Quick v G.G.'s Pizza & Pasta, Inc.
2008 NY Slip Op 06199 [53 AD3d 535]
July 8, 2008
Appellate Division, Second Department
Published by New York State Law Reporting Bureau pursuant to Judiciary Law § 431.
As corrected through Wednesday, September 3, 2008

Paul Quick, Appellant,
G.G.'s Pizza & Pasta, Inc., et al., Respondents. (And a Third-Party Action.)

[*1] Sacco & Fillas, LLP, Whitestone, N.Y. (Lamont K. Rodgers of counsel), for appellant.

Loccisano & Larkin, Hauppauge, N.Y. (Erica L. Ingebretsen of counsel), for respondents.

In an action to recover damages for personal injuries, the plaintiff appeals from an order of the Supreme Court, Suffolk County (Pines, J.), dated March 28, 2007, which granted the defendants' motion for summary judgment dismissing the complaint.

Ordered that the order is modified, on the law, by deleting the provision thereof granting that branch of the defendants' motion which was for summary judgment dismissing the complaint insofar as asserted against the defendant Ronkonkoma Commons, LLC, and substituting therefor a provision denying that branch of the motion; as so modified, the order is affirmed, with costs to the plaintiff.

The plaintiff was riding his bicycle through the parking lot of a strip mall owned by the defendant Ronkonkoma Commons, LLC (hereinafter Ronkonkoma Commons), when one of the bicycle's tires allegedly struck a depression in the surface, causing the plaintiff to fall to the ground and thereby fracture his left forearm.

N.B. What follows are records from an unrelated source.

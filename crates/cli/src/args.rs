//! CLI argument definitions and parsing.
//!
//! Responsibilities:
//! - Define the CLI structure using clap derive macros.
//! - Parse command-line arguments and environment variables.
//!
//! Non-responsibilities:
//! - Does not execute commands (see `commands` module).
//! - Does not handle config loading (see `kibana-config`).

use clap::{Parser, Subcommand};
use std::path::PathBuf;

#[derive(Parser)]
#[command(name = "kibana-cli")]
#[command(about = "Publish the Istio gateway metrics dashboard to Kibana", long_about = None)]
#[command(version)]
#[command(
    after_help = "Examples:\n  kibana-cli publish\n  kibana-cli publish --dry-run\n  kibana-cli --endpoint https://kibana.example.com --api-key $KIBANA_API_KEY publish\n"
)]
pub struct Cli {
    /// Base URL of the Kibana instance (e.g., https://kibana.example.com)
    #[arg(short, long, global = true, env = "KIBANA_ENDPOINT")]
    pub endpoint: Option<String>,

    /// API key for authentication (sent as `Authorization: ApiKey ...`)
    #[arg(short, long, global = true, env = "KIBANA_API_KEY")]
    pub api_key: Option<String>,

    /// Request timeout in seconds
    #[arg(long, global = true, env = "KIBANA_TIMEOUT")]
    pub timeout: Option<u64>,

    /// Skip TLS certificate verification (for self-signed certificates)
    #[arg(long, global = true, env = "KIBANA_SKIP_VERIFY")]
    pub skip_verify: bool,

    /// Path to a custom configuration file (overrides default location).
    ///
    /// Can also be set via KIBANA_CONFIG_PATH environment variable.
    #[arg(long, global = true, env = "KIBANA_CONFIG_PATH", value_name = "FILE")]
    pub config_path: Option<PathBuf>,

    #[command(subcommand)]
    pub command: Commands,
}

#[derive(Subcommand)]
pub enum Commands {
    /// Publish the built-in dashboard to the configured Kibana instance
    Publish {
        /// Print the dashboard document to stdout instead of publishing it
        #[arg(long)]
        dry_run: bool,
    },
}
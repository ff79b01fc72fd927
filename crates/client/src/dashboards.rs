//! Built-in dashboard definitions.
//!
//! The publisher ships exactly one dashboard: the Istio gateway metrics
//! view, a single time-series panel charting request rate from the
//! Prometheus metrics emitted by the OpenTelemetry Collector.

use crate::models::{
    Agg, AggParams, AxisLabels, AxisStyle, CategoryAxis, ControlGroupInput, DashboardAttributes,
    DashboardDocument, DashboardOptions, DateHistogramParams, EmbeddableConfig, ExtendedBounds,
    GridData, GridLineStyle, GridStyle, Panel, RefreshInterval, SavedVis, Scale, Series,
    SeriesMetric, ValueAxis, VisParams,
};

/// Saved-object identifier the dashboard is published under. Constant
/// across runs, so repeated publishes target the same object.
pub const DASHBOARD_ID: &str = "istio-gateway-metrics-dashboard";

/// Schema version stamped on the panel and the migration tags.
const OBJECT_VERSION: &str = "8.0.0";

/// Build the Istio gateway metrics dashboard document.
///
/// The document is assembled fresh on every call with a current
/// `updated_at` timestamp; nothing is cached or persisted locally.
pub fn istio_gateway_metrics() -> DashboardDocument {
    let attributes = DashboardAttributes {
        title: "Istio Gateway Metrics Dashboard".to_string(),
        description:
            "Comprehensive dashboard for Istio Gateway Prometheus metrics from OpenTelemetry Collector"
                .to_string(),
        version: "1.0.0".to_string(),
        panels: vec![request_rate_panel()],
        options: DashboardOptions {
            dark_theme: false,
            use_margins: true,
            sync_colors: false,
            hide_panel_titles: false,
        },
        time_restore: true,
        time_to: "now".to_string(),
        time_from: "now-1h".to_string(),
        refresh_interval: RefreshInterval {
            pause: false,
            value: 30000,
        },
        control_group_input: ControlGroupInput {
            control_style: "oneLine".to_string(),
            chaining_system: "HIERARCHICAL".to_string(),
            panels: vec![],
        },
    };

    DashboardDocument::new(attributes, OBJECT_VERSION)
}

/// The single request-rate time-series panel, 24 columns wide and 15 rows
/// tall at the grid origin.
fn request_rate_panel() -> Panel {
    Panel {
        version: OBJECT_VERSION.to_string(),
        grid_data: GridData {
            x: 0,
            y: 0,
            w: 24,
            h: 15,
            i: "1".to_string(),
        },
        panel_index: "1".to_string(),
        embeddable_config: EmbeddableConfig {
            title: "Request Rate".to_string(),
            saved_vis: SavedVis {
                title: "Request Rate".to_string(),
                vis_type: "timeseries".to_string(),
                params: request_rate_params(),
                aggs: request_rate_aggs(),
            },
        },
        title: "Request Rate".to_string(),
        id: "1".to_string(),
    }
}

fn request_rate_params() -> VisParams {
    VisParams {
        axis_formatter: "number".to_string(),
        axis_position: "left".to_string(),
        id: "1".to_string(),
        series: vec![Series {
            id: "1".to_string(),
            split_mode: "everything".to_string(),
            metrics: vec![SeriesMetric {
                id: "1".to_string(),
                metric_type: "count".to_string(),
            }],
            label: "Requests/sec".to_string(),
            value_template: "{{value}}".to_string(),
            formatter: "number".to_string(),
            chart_type: "line".to_string(),
            line_width: 2,
            point_size: 1,
            fill: 0.5,
            stacked: "none".to_string(),
        }],
        grid: GridStyle {
            category_lines: false,
            style: GridLineStyle {
                color: "#eee".to_string(),
            },
        },
        category_axes: vec![CategoryAxis {
            id: "CategoryAxis-1".to_string(),
            axis_type: "category".to_string(),
            position: "bottom".to_string(),
            show: true,
            style: AxisStyle {},
            scale: Scale {
                scale_type: "linear".to_string(),
                mode: None,
            },
            labels: AxisLabels {
                show: true,
                rotate: None,
                filter: None,
                truncate: 100,
            },
        }],
        value_axes: vec![ValueAxis {
            id: "ValueAxis-1".to_string(),
            name: "LeftAxis-1".to_string(),
            axis_type: "value".to_string(),
            position: "left".to_string(),
            show: true,
            style: AxisStyle {},
            scale: Scale {
                scale_type: "linear".to_string(),
                mode: Some("normal".to_string()),
            },
            labels: AxisLabels {
                show: true,
                rotate: Some(0),
                filter: Some(false),
                truncate: 100,
            },
        }],
        add_tooltip: true,
        add_legend: true,
        legend_position: "right".to_string(),
        times: vec![],
        add_time_marker: false,
    }
}

/// Count metric bucketed by a date histogram on `@timestamp` with
/// automatic interval sizing.
fn request_rate_aggs() -> Vec<Agg> {
    vec![
        Agg {
            id: "1".to_string(),
            enabled: true,
            agg_type: "count".to_string(),
            schema: "metric".to_string(),
            params: AggParams::Empty {},
        },
        Agg {
            id: "2".to_string(),
            enabled: true,
            agg_type: "date_histogram".to_string(),
            schema: "segment".to_string(),
            params: AggParams::DateHistogram(DateHistogramParams {
                field: "@timestamp".to_string(),
                interval: "auto".to_string(),
                custom_interval: "2h".to_string(),
                min_doc_count: 1,
                extended_bounds: ExtendedBounds {},
            }),
        },
    ]
}
//! Kibana Saved Objects API client.
//!
//! This crate provides a typed client for publishing dashboards to Kibana
//! via the Saved Objects API, using API key authentication.

pub mod client;
pub mod dashboards;
pub mod endpoints;
pub mod error;
pub mod models;
mod serde_helpers;

pub use client::KibanaClient;
pub use client::builder::KibanaClientBuilder;
pub use error::{ClientError, Result};
pub use models::{
    ApiErrorBody, DashboardAttributes, DashboardDocument, DashboardOptions, Panel, SavedObject,
};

"To establish a prima facie case of negligence, a plaintiff must establish the existence of a duty owed by a defendant to the plaintiff, a breach of that duty, and that such breach was a proximate cause of injury to the plaintiff" (Nappi v Incorporated Vil. of Lynbrook, 19 AD3d 565, 566 [2005] [internal quotation marks omitted]). "[L]iability for a dangerous condition on property is generally predicated upon ownership, occupancy, control or special use of the property" (Nappi v Incorporated Vil. of Lynbrook, 19 AD3d at 566 [internal quotation marks omitted]). "The existence of one or more of these elements is sufficient to give rise to a duty to [*2]exercise reasonable care" (Turrisi v Ponderosa, Inc., 179 AD2d 956, 957 [1992]). The defendant G.G.'s Pizza & Pasta, Inc., a tenant of the defendant Ronkonkoma Commons, demonstrated its entitlement to summary judgment dismissing the complaint insofar as asserted against it. It established that it neither owned, occupied, controlled, or made a special use of the property where the plaintiff was injured, and thus owed no duty to him. In opposition, the plaintiff failed to raise a triable issue of fact (see Zuckerman v City of New York, 49 NY2d 557 [1980]).

However, the evidence submitted by the defendants in support of that branch of their motion which was for summary judgment dismissing the complaint insofar as asserted against the defendant Ronkonkoma Commons, including, inter alia, the plaintiff's deposition testimony, was insufficient to demonstrate that the alleged defect in its parking lot did not exist for a sufficient length of time for it to be discovered and repaired by the employees of Ronkonkoma Commons. Thus, the defendants failed to establish their prima facie entitlement to summary judgment by showing that Ronkonkoma Commons lacked constructive knowledge of the alleged defect (see Gordon v American Museum of Natural History, 67 NY2d 836, 837 [1986]; Putnam v Stout, 38 NY2d 607, 611-612 [1976]; Rios v New York City Hous. Auth., 48 AD3d 661, 662 [2008]; Farrar v Teicholz, 173 AD2d 674 [1991]). Therefore, that branch of the motion should have been denied, and we do not consider the sufficiency of the papers submitted by the plaintiff in opposition (see Marmol v North Isle Vil., Inc., 48 AD3d 760 [2008]; Chaplin v Taylor, 273 AD2d 188 [2000]; see generally, Alvarez v Prospect Hosp., 68 NY2d 320, 324 [1986]). Florio, J.P., Angiolillo, McCarthy and Dickerson, JJ., concur. [See 2007 NY Slip Op 30682(U).]